ML Security PapersBeyond Sharp Minima: Robust LLM Unlearning via Feedback-Guided Multi-Point Optimization
Wenhan Wu 1, Zheyuan Liu 2, Chongyang Gao 1, Ren Wang 3, Kaize Ding 1
Published on arXiv
2509.20230
Sensitive Information Disclosure
OWASP LLM Top 10 — LLM06
Prompt Injection
OWASP LLM Top 10 — LLM01
Key Finding
StableUN significantly reduces relearning attack success and jailbreak rates versus conventional unlearning baselines on WMDP and MUSE while maintaining competitive downstream utility.
StableUN
Novel technique introduced
Current LLM unlearning methods face a critical security vulnerability that undermines their fundamental purpose: while they appear to successfully remove sensitive or harmful knowledge, this ``forgotten" information remains precariously recoverable through relearning attacks. We identify that the root cause is that conventional methods optimizing the forgetting loss at individual data points will drive model parameters toward sharp minima in the loss landscape. In these unstable regions, even minimal parameter perturbations can drastically alter the model's behaviors. Consequently, relearning attacks exploit this vulnerability by using just a few fine-tuning samples to navigate the steep gradients surrounding these unstable regions, thereby rapidly recovering knowledge that was supposedly erased. This exposes a critical robustness gap between apparent unlearning and actual knowledge removal. To address this issue, we propose StableUN, a bi-level feedback-guided optimization framework that explicitly seeks more stable parameter regions via neighborhood-aware optimization. It integrates forgetting feedback, which uses adversarial perturbations to probe parameter neighborhoods, with remembering feedback to preserve model utility, aligning the two objectives through gradient projection. Experiments on WMDP and MUSE benchmarks demonstrate that our method is significantly more robust against both relearning and jailbreaking attacks while maintaining competitive utility performance.
Key Contributions
- Identifies that conventional LLM unlearning drives parameters toward sharp loss-landscape minima, making forgotten knowledge trivially recoverable via relearning attacks with minimal fine-tuning.

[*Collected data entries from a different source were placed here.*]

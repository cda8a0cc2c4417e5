//! Validates contribution events, fans their scores out across leaderboard keys, answers
//! leaderboard queries and owns snapshot/restore of the live sorted sets.

use std::sync::Arc;

use chrono::{DateTime, Utc};
use thiserror::Error;
use tokio_util::sync::CancellationToken;
use tracing::instrument;
use uuid::Uuid;

use crate::db::models::event::{ContributionEvent, EventKind, ScoreEvent, ValidationError};
use crate::db::models::leaderboard::{LeaderboardKey, LeaderboardPage, Scope, Timeframe};
use crate::db::models::record::UserTotalScore;
use crate::db::pg::persistence::EventPersistence;
use crate::db::pg::retry::PersistenceError;
use crate::db::redis::idempotency::{GateError, IdempotencyGate, Outcome};
use crate::db::redis::leaderboard::{LeaderboardStore, ReplayRow};
use crate::db::redis::redis_pool::{RedisKey, StoreError};
use crate::db::redis::registry::ProjectRegistry;
use crate::queue::QueueError;

pub mod config;
pub mod recorder;

pub use config::{ScoringConfig, ScoringTable};
pub use recorder::EventRecorder;

/// Lock held by the instance rebuilding leaderboards from a snapshot.
const RESTORE_LOCK: &str = "leaderboard-restore";

/// Snapshot rows replayed per store round trip.
const RESTORE_CHUNK: usize = 500;

/// Result of [`ScoringService::restore_leaderboard_from_snapshot`].
#[derive(Debug, Clone, Copy, PartialEq, Eq)]
pub enum RestoreReport {
    /// Live leaderboards already existed; nothing was touched.
    Skipped,
    /// Another instance holds the restore lock.
    Busy,
    Restored { rows: usize, projects: usize },
}

pub struct ScoringService {
    gate: IdempotencyGate,
    store: Arc<dyn LeaderboardStore>,
    registry: Arc<dyn ProjectRegistry>,
    recorder: EventRecorder,
    persistence: Arc<dyn EventPersistence>,
    config: ScoringConfig,
    clock: fn() -> DateTime<Utc>,
    cancel: CancellationToken,
}

impl ScoringService {
    pub fn new(
        gate: IdempotencyGate,
        store: Arc<dyn LeaderboardStore>,
        registry: Arc<dyn ProjectRegistry>,
        recorder: EventRecorder,
        persistence: Arc<dyn EventPersistence>,
        config: ScoringConfig,
    ) -> Self {
        Self {
            gate,
            store,
            registry,
            recorder,
            persistence,
            config,
            clock: Utc::now,
            cancel: CancellationToken::new(),
        }
    }

    /// Replaces the wall clock used for periods and the future-timestamp guard.
    pub fn with_clock(mut self, clock: fn() -> DateTime<Utc>) -> Self {
        self.clock = clock;
        self
    }

    /// Token observed by inline persistence during event processing.
    pub fn with_cancel(mut self, cancel: CancellationToken) -> Self {
        self.cancel = cancel;
        self
    }

    pub fn validate(&self, req: &ContributionEvent) -> Result<ScoreEvent, ValidationError> {
        if req.id.trim().is_empty() {
            return Err(ValidationError::MissingField("id"));
        }
        let id = Uuid::parse_str(req.id.trim())
            .map_err(|_| ValidationError::InvalidEventId(req.id.clone()))?;

        if req.event_kind.trim().is_empty() {
            return Err(ValidationError::MissingField("eventKind"));
        }
        let kind: EventKind = req.event_kind.trim().parse()?;

        if req.contributor_id.trim().is_empty() {
            return Err(ValidationError::MissingField("contributorID"));
        }
        if req.repository_name.trim().is_empty() {
            return Err(ValidationError::MissingField("repositoryName"));
        }
        if req.repository_id == 0 {
            return Err(ValidationError::InvalidRepositoryId);
        }
        if req.timestamp > (self.clock)() + self.config.max_clock_skew {
            return Err(ValidationError::FutureTimestamp(req.timestamp));
        }

        Ok(ScoreEvent {
            id,
            user_id: req.contributor_id.clone(),
            event_kind: kind,
            repository_id: req.repository_id,
            repository_name: req.repository_name.clone(),
            score_delta: self.config.table.delta(kind),
            timestamp: req.timestamp,
        })
    }

    /// Scores one event at most once: increments every affected leaderboard, registers the
    /// project, then records the event.
    #[instrument(skip(self, req), fields(event_id = %req.id, kind = %req.event_kind))]
    pub async fn process_score_event(&self, req: &ContributionEvent) -> ScoringResult<Outcome> {
        let event = self.validate(req).inspect_err(|e| {
            tracing::warn!(error = %e, "rejected contribution event");
        })?;

        let event_id = event.id.to_string();
        let project_id = event.project_id();
        let keys = LeaderboardKey::fan_out(&project_id, event.timestamp);

        let (event, keys, project_id, id) = (&event, &keys, &project_id, &event_id);
        let outcome = self
            .gate
            .process(id, move || async move {
                self.apply(id, event, keys, project_id).await
            })
            .await;

        match outcome {
            Ok(outcome) => {
                tracing::debug!(?outcome, "contribution event handled");
                Ok(outcome)
            }
            Err(GateError::EmptyEventId) => Err(ValidationError::MissingField("id").into()),
            Err(GateError::Store(e)) => Err(e.into()),
            Err(GateError::Operation(e)) => Err(e),
            Err(GateError::CriticalMarkingFailure { event_id, source }) => {
                Err(ScoringError::CriticalMarkingFailure { event_id, source })
            }
        }
    }

    async fn apply(
        &self,
        event_id: &str,
        event: &ScoreEvent,
        keys: &[LeaderboardKey],
        project_id: &str,
    ) -> ScoringResult<()> {
        let applied = self
            .store
            .upsert_scores_once(event_id, keys, event.score_delta, &event.user_id)
            .await?;

        if applied {
            tracing::debug!(
                keys = keys.len(),
                delta = event.score_delta,
                user_id = %event.user_id,
                "leaderboards incremented"
            );
        }

        self.registry.register(project_id).await?;
        self.recorder.record(&self.cancel, event).await
    }

    /// One page of the current period's leaderboard for `timeframe`, global unless a project
    /// is given.
    #[instrument(skip(self))]
    pub async fn get_leaderboard(
        &self,
        timeframe: &str,
        project_id: Option<&str>,
        page_size: i64,
        offset: i64,
    ) -> ScoringResult<LeaderboardPage> {
        let timeframe: Timeframe = timeframe.parse()?;
        if !(1..=self.config.max_page_size).contains(&page_size) {
            return Err(
                ValidationError::InvalidPageSize(page_size, self.config.max_page_size).into(),
            );
        }
        // the last rank on the page must still fit in an i64
        let stop = match offset.checked_add(page_size - 1) {
            Some(stop) if offset >= 0 => stop,
            _ => return Err(ValidationError::InvalidOffset(offset).into()),
        };

        let scope = match project_id {
            Some(id) if id.trim().is_empty() => {
                return Err(ValidationError::EmptyProjectId.into());
            }
            Some(id) => Scope::Project(id.to_string()),
            None => Scope::Global,
        };

        let key = LeaderboardKey::new(scope, timeframe, (self.clock)());
        let rows = self
            .store
            .get_leaderboard(&key, offset, stop)
            .await?;

        Ok(LeaderboardPage {
            timeframe,
            project_id: project_id.map(str::to_string),
            rows,
        })
    }

    /// Copies the global and every registered project's `all_time` set into the snapshot
    /// table under one timestamp. Returns the number of rows written.
    #[instrument(skip(self, cancel))]
    pub async fn create_leaderboard_snapshot(&self, cancel: &CancellationToken) -> ScoringResult<usize> {
        let pending_key = RedisKey::RestorePending.to_string();
        if self.gate.store().get_value(&pending_key).await?.is_some() {
            // a half-restored board would become the newest snapshot
            tracing::warn!("restore incomplete; snapshot skipped");
            return Ok(0);
        }

        let taken_at = (self.clock)();

        let scopes: Vec<Scope> = std::iter::once(Scope::Global)
            .chain(self.registry.list_projects().await?.into_iter().map(Scope::Project))
            .collect();

        let mut rows: Vec<UserTotalScore> = Vec::new();
        for scope in &scopes {
            let members = self
                .store
                .get_leaderboard(&LeaderboardKey::all_time(scope.clone()), 0, -1)
                .await?;

            rows.extend(members.into_iter().map(|row| UserTotalScore {
                scope: scope.as_str().to_string(),
                user_id: row.user_id,
                total_score: row.score,
                snapshot_timestamp: taken_at,
            }));
        }

        if rows.is_empty() {
            tracing::info!("no leaderboard members; snapshot skipped");
            return Ok(0);
        }

        self.persistence.add_user_total_scores(cancel, &rows).await?;
        tracing::info!(
            rows = rows.len(),
            scopes = scopes.len(),
            snapshot_timestamp = %taken_at,
            "leaderboard snapshot written"
        );

        Ok(rows.len())
    }

    /// Rebuilds each scope's `all_time` set from its latest snapshot rows, but only when no
    /// leaderboard exists yet or an earlier restore was cut short. Scores applied after that
    /// snapshot are not recovered.
    ///
    /// One instance restores at a time; the others report [`RestoreReport::Busy`]. Rows are
    /// replayed in chunks, each row at most once per restore run, so resuming an interrupted
    /// run never counts a row twice.
    #[instrument(skip(self, cancel))]
    pub async fn restore_leaderboard_from_snapshot(
        &self,
        cancel: &CancellationToken,
    ) -> ScoringResult<RestoreReport> {
        let report = self
            .gate
            .exclusive(RESTORE_LOCK, || self.restore_locked(cancel))
            .await?;

        Ok(report.unwrap_or_else(|| {
            tracing::info!("restore running on another instance");
            RestoreReport::Busy
        }))
    }

    async fn restore_locked(&self, cancel: &CancellationToken) -> ScoringResult<RestoreReport> {
        let kv = self.gate.store();
        let pending_key = RedisKey::RestorePending.to_string();

        let run_id = match kv.get_value(&pending_key).await? {
            Some(run_id) => {
                tracing::warn!(run_id = %run_id, "resuming interrupted restore");
                run_id
            }
            None => {
                // checked under the lock: an instance that restored before us left sets behind
                if !self.store.is_empty().await? {
                    tracing::info!("live leaderboards present; restore skipped");
                    return Ok(RestoreReport::Skipped);
                }
                let run_id = Uuid::new_v4().to_string();
                kv.set_with_ttl(&pending_key, &run_id, self.gate.config().processed_ttl)
                    .await?;
                run_id
            }
        };

        let latest = self.persistence.latest_user_total_scores(cancel).await?;
        let mut projects = std::collections::BTreeSet::new();
        let rows: Vec<ReplayRow> = latest
            .into_iter()
            .map(|row| {
                let scope = Scope::from_column(&row.scope);
                if let Scope::Project(id) = &scope {
                    projects.insert(id.clone());
                }
                ReplayRow {
                    key: LeaderboardKey::all_time(scope),
                    user_id: row.user_id,
                    score: row.total_score,
                }
            })
            .collect();

        let mut applied = 0;
        for chunk in rows.chunks(RESTORE_CHUNK) {
            applied += self.store.replay_once(&run_id, chunk).await?;
        }

        for id in &projects {
            self.registry.register(id).await?;
        }

        if !kv.compare_and_delete(&pending_key, &run_id).await? {
            tracing::warn!(run_id = %run_id, "restore marker changed while restoring");
        }

        tracing::info!(
            run_id = %run_id,
            rows = rows.len(),
            applied,
            projects = projects.len(),
            "leaderboards restored from snapshot"
        );

        Ok(RestoreReport::Restored {
            rows: applied,
            projects: projects.len(),
        })
    }
}

pub type ScoringResult<T> = core::result::Result<T, ScoringError>;

#[derive(Debug, Error)]
pub enum ScoringError {
    #[error(transparent)]
    Validation(#[from] ValidationError),

    #[error(transparent)]
    Store(#[from] StoreError),

    #[error(transparent)]
    Persistence(#[from] PersistenceError),

    #[error(transparent)]
    Queue(#[from] QueueError),

    /// Scores were applied and recorded but the processed-marker is missing.
    #[error("event {event_id} applied but not marked processed: {source}")]
    CriticalMarkingFailure {
        event_id: String,
        #[source]
        source: StoreError,
    },

    #[error("invalid configuration: {0}")]
    InvalidConfig(String),
}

- Proposes StableUN, a bi-level feedback-guided framework combining adversarial forgetting feedback (probing parameter neighborhoods) and remembering feedback (preserving utility) via gradient projection to seek flat, stable minima.
- Demonstrates significantly improved robustness against both relearning attacks and jailbreaking on the WMDP and MUSE benchmarks while maintaining competitive model utility.